**Recorded data:**
# # # #

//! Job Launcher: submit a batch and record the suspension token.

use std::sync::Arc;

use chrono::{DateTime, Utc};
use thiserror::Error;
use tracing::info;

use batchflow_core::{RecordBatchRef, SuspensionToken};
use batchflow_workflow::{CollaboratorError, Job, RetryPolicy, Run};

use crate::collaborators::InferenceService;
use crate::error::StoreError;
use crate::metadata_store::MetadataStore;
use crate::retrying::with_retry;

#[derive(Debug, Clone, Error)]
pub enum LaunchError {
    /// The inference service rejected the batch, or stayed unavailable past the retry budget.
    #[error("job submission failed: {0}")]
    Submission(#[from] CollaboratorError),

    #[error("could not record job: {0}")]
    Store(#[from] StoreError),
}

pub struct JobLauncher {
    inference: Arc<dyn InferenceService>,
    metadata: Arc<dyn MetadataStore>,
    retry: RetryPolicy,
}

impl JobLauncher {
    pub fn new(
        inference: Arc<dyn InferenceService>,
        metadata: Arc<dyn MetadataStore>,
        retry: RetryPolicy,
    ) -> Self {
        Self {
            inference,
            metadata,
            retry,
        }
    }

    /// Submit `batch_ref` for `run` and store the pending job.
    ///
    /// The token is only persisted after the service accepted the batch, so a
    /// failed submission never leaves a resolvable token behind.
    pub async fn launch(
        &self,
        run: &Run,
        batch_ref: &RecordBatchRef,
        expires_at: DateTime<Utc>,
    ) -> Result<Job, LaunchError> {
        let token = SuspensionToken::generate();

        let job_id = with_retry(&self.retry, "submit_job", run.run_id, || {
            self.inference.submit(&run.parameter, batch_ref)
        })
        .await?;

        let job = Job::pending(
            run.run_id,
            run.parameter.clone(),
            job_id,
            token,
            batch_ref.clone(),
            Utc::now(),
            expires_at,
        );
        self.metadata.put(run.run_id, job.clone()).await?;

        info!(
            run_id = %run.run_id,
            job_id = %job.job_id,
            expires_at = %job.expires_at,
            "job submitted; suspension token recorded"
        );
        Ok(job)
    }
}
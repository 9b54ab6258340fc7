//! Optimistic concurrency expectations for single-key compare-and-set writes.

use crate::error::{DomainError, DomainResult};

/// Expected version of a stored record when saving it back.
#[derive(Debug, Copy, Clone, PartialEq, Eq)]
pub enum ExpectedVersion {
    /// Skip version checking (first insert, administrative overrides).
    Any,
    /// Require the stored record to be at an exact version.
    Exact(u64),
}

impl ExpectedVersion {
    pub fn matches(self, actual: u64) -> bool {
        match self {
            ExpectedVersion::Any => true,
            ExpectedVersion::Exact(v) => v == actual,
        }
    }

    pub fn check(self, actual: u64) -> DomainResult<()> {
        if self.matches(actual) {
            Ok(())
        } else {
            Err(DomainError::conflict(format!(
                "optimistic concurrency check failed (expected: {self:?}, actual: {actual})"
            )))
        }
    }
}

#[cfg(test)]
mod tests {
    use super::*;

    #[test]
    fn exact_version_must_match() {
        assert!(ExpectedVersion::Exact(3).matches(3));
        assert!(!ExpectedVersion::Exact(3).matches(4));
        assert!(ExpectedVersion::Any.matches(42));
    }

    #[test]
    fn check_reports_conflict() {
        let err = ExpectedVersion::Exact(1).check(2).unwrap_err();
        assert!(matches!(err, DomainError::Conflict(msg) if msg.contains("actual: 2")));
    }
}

# # # #

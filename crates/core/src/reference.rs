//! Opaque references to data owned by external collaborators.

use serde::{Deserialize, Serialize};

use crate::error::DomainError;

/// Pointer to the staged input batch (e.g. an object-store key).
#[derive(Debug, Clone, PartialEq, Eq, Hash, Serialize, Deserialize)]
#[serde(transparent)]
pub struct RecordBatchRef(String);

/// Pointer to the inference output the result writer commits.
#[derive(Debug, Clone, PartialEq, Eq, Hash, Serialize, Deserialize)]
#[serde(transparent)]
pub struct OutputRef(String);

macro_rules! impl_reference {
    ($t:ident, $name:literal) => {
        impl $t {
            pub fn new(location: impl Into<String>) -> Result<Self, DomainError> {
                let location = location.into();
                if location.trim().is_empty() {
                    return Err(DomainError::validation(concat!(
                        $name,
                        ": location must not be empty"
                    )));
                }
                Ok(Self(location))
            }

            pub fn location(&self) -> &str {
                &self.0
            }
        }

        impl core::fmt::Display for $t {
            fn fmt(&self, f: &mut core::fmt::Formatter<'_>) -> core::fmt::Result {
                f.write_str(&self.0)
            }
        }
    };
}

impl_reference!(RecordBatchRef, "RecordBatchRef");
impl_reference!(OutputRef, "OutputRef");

# # # #

**Problem:**
Each line of the material that has the word "LaunchError" belongs in the answer.

**Answer to this exercise:**
pub enum LaunchError {
    ) -> Result<Job, LaunchError> {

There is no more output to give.